During the Q&A, Moriuchi addressed questions on the drivers of the fourth-quarter Wholesale profit decline, citing both revenue and expenses. On revenue, he pointed to seasonality tied to end-of-fiscal-year risk position controls and a sharp escalation in Middle East tensions in mid-to-late March that prompted a more defensive stance. On costs, he cited impacts from compensation regulation changes, fiscal year-end bonus adjustments, and higher professional fees, including fees incurred ahead of delayed revenue recognition in certain SP&PC pipeline activity.
Banking grew revenue but invested for expansion; expenses rose across the group
Nomura’s Banking segment net revenue increased 6% quarter over quarter to JPY 14.5 billion, while income before income taxes fell 27% to JPY 3.0 billion, Moriuchi said. Loans outstanding grew as recognition of loan offerings increased, and the investment trust balance rose due to market factors and new trust launches. He said income declined due to higher expenses, including IT spending, business process standardization, and taxes and public charges, characterizing the spending as “an upfront investment aimed for future business expansion.”
Group-wide expenses were JPY 469.5 billion in the quarter, up about 13% (approximately JPY 53 billion) quarter over quarter, Moriuchi said. He cited extraordinary items including impairment losses tied to an equity stake in an investee company, compensation and benefits related to changes in remuneration regulation, and the effects of changes to the method of presentation of financial statements. Excluding those factors, he said the company believes its cost structure is “appropriate for the revenue growth.”

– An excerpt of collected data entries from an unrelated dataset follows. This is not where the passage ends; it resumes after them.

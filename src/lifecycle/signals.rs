//! OS signal handling.
//!
//! # Responsibilities
//! - Turn the first SIGINT/SIGTERM into a stop of the run context
//! - Hand later interrupts back to the default OS action once revoked
//!
//! # Design Decisions
//! - Tokio's signal streams do the waiting; they never restore the default
//!   disposition, so on unix a `signal-hook` conditional-default action is
//!   registered next to them and armed on revocation
//! - The bridge revokes itself as soon as the first interrupt arrives, so a
//!   second Ctrl-C during a slow drain terminates the process at once

use std::io;
#[cfg(unix)]
use std::sync::atomic::{AtomicBool, Ordering};
#[cfg(unix)]
use std::sync::Arc;

use tokio::task::JoinHandle;

use crate::lifecycle::RunContext;

/// Installed interrupt handling, tied to one [`RunContext`].
///
/// Revoked on [`SignalBridge::revoke`] or on drop, whichever comes first.
#[derive(Debug)]
pub struct SignalBridge {
    listener: Option<JoinHandle<()>>,
    #[cfg(unix)]
    revoked: Arc<AtomicBool>,
}

impl SignalBridge {
    /// Install interrupt handling that stops `ctx` on the first SIGINT or SIGTERM.
    ///
    /// Must be called from within a Tokio runtime.
    #[cfg(unix)]
    pub fn install(ctx: &RunContext) -> io::Result<Self> {
        use signal_hook::consts::{SIGINT, SIGTERM};
        use tokio::signal::unix::{signal, SignalKind};

        let revoked = Arc::new(AtomicBool::new(false));
        for sig in [SIGINT, SIGTERM] {
            signal_hook::flag::register_conditional_default(sig, Arc::clone(&revoked))?;
        }

        let mut interrupt = signal(SignalKind::interrupt())?;
        let mut terminate = signal(SignalKind::terminate())?;

        let ctx = ctx.clone();
        let on_signal = Arc::clone(&revoked);
        let listener = tokio::spawn(async move {
            let name = tokio::select! {
                _ = interrupt.recv() => "SIGINT",
                _ = terminate.recv() => "SIGTERM",
            };
            tracing::info!(signal = name, "Shutdown signal received, draining");
            on_signal.store(true, Ordering::SeqCst);
            ctx.stop();
        });

        Ok(Self {
            listener: Some(listener),
            revoked,
        })
    }

    /// Install Ctrl+C handling that stops `ctx` on the first interrupt.
    #[cfg(not(unix))]
    pub fn install(ctx: &RunContext) -> io::Result<Self> {
        let ctx = ctx.clone();
        let listener = tokio::spawn(async move {
            match tokio::signal::ctrl_c().await {
                Ok(()) => {
                    tracing::info!("Shutdown signal received, draining");
                    ctx.stop();
                }
                Err(e) => tracing::error!(error = %e, "Failed to listen for Ctrl+C"),
            }
        });

        Ok(Self {
            listener: Some(listener),
        })
    }

    /// Stop listening and restore the default action for later interrupts.
    ///
    /// Idempotent.
    pub fn revoke(&mut self) {
        #[cfg(unix)]
        self.revoked.store(true, Ordering::SeqCst);

        if let Some(listener) = self.listener.take() {
            listener.abort();
            tracing::debug!("Signal handling revoked");
        }
    }

    /// Whether later interrupts fall through to the default OS action.
    #[cfg(unix)]
    pub fn is_revoked(&self) -> bool {
        self.revoked.load(Ordering::SeqCst)
    }
}

impl Drop for SignalBridge {
    fn drop(&mut self) {
        self.revoke();
    }
}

Capital, private credit exposure, and management’s early read on April
Nomura’s Common Equity Tier 1 (CET1) ratio was 12.9% at the end of March, down 0.1 percentage point from 13.0% at the end of December, Moriuchi said.

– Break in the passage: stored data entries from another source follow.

//! HTTP server metrics.
//!
//! # Metrics
//! - `http.server.request.duration` (histogram, seconds): by method, route, status
//! - `http.server.active_requests` (up-down counter): requests in flight, by method

use opentelemetry::metrics::{Histogram, Meter, UpDownCounter};

const REQUEST_DURATION: &str = "http.server.request.duration";
const ACTIVE_REQUESTS: &str = "http.server.active_requests";

/// Instruments recorded once per request.
#[derive(Clone)]
pub struct HttpServerMetrics {
    pub request_duration: Histogram<f64>,
    pub active_requests: UpDownCounter<i64>,
}

impl HttpServerMetrics {
    pub fn new(meter: &Meter) -> Self {
        Self {
            request_duration: meter
                .f64_histogram(REQUEST_DURATION)
                .with_unit("s")
                .with_description("Duration of HTTP server requests.")
                .build(),
            active_requests: meter
                .i64_up_down_counter(ACTIVE_REQUESTS)
                .with_unit("{request}")
                .with_description("Number of active HTTP server requests.")
                .build(),
        }
    }
}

He also provided detail on private credit exposure, saying it is “properly diversified and managed.” He broke down exposures as:
- About $800 million in lender financing for private credit funds within Wholesale
- About $1.2 billion in direct lending to SMEs within Wholesale
- About $400 million in Investment Management investment holdings related to private credit
On sector composition, Moriuchi later cited healthcare and business services as larger portions, with additional exposure across software and computer services, consumer, engineering, and construction, along with regional diversification.

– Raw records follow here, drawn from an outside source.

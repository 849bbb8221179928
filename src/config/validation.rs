//! Configuration validation.
//!
//! # Responsibilities
//! - Semantic validation (serde handles syntactic)
//! - Validate value ranges (timeouts > 0, address parses)
//!
//! # Design Decisions
//! - Returns all validation errors, not just first
//! - Validation is pure function: ServiceConfig → Result<(), Vec<ValidationError>>
//! - Runs before config is accepted into the system

use std::net::SocketAddr;

use thiserror::Error;

use crate::config::schema::ServiceConfig;

/// A single semantic problem with a configuration.
#[derive(Debug, Clone, PartialEq, Eq, Error)]
pub enum ValidationError {
    #[error("listener.bind_address {0:?} is not a socket address")]
    BindAddress(String),
    #[error("listener.max_connections must be at least 1")]
    MaxConnections,
    #[error("timeouts.{0} must be greater than zero")]
    ZeroTimeout(&'static str),
    #[error("timeouts.write_secs ({write}) must not be shorter than timeouts.read_secs ({read})")]
    WriteShorterThanRead { read: u64, write: u64 },
    #[error("telemetry.service_name must not be empty")]
    ServiceName,
    #[error("telemetry.metric_interval_secs must be greater than zero")]
    MetricInterval,
}

/// Check a configuration, collecting every problem found.
pub fn validate_config(config: &ServiceConfig) -> Result<(), Vec<ValidationError>> {
    let mut errors = Vec::new();

    if config.listener.bind_address.parse::<SocketAddr>().is_err() {
        errors.push(ValidationError::BindAddress(
            config.listener.bind_address.clone(),
        ));
    }
    if config.listener.max_connections == 0 {
        errors.push(ValidationError::MaxConnections);
    }

    let timeouts = &config.timeouts;
    for (name, value) in [
        ("read_secs", timeouts.read_secs),
        ("write_secs", timeouts.write_secs),
        ("drain_secs", timeouts.drain_secs),
    ] {
        if value == 0 {
            errors.push(ValidationError::ZeroTimeout(name));
        }
    }
    if timeouts.write_secs < timeouts.read_secs {
        errors.push(ValidationError::WriteShorterThanRead {
            read: timeouts.read_secs,
            write: timeouts.write_secs,
        });
    }

    if config.telemetry.service_name.trim().is_empty() {
        errors.push(ValidationError::ServiceName);
    }
    if config.telemetry.metric_interval_secs == 0 {
        errors.push(ValidationError::MetricInterval);
    }

    if errors.is_empty() {
        Ok(())
    } else {
        Err(errors)
    }
}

Asked about balance sheet use and potential capital impacts, Moriuchi said Wholesale uses the balance sheet “based upon self-funding within the bounds of additional capital” and that the CET1 impact from business expansion would not be significant. He added that management wants a “balanced portfolio” over the mid to long run.
Looking to April, Moriuchi said Wealth Management net revenue was “largely at the same level as in the fourth quarter,” with client sentiment recovering despite geopolitical uncertainty. In Wholesale, he said net revenue had been “trending much higher than in the fourth quarter,” supported by sharply rebounding equity markets, stronger client activity, and solid equity products revenue, with rates also monetizing client flows amid moderate volatility.
About Nomura NYSE: NMR
Nomura Holdings, Inc is a global financial services group headquartered in Tokyo, Japan, with origins dating back to 1925 when Tokushichi Nomura II established the firm as a securities business. Over the decades Nomura has grown from a domestic securities house into a multinational financial services firm by expanding its product offerings and international footprint. The company is publicly listed and operates through a network of subsidiaries and branches to serve a broad client base.
Nomura's principal businesses encompass retail brokerage, wholesale (investment banking and global markets), and asset management.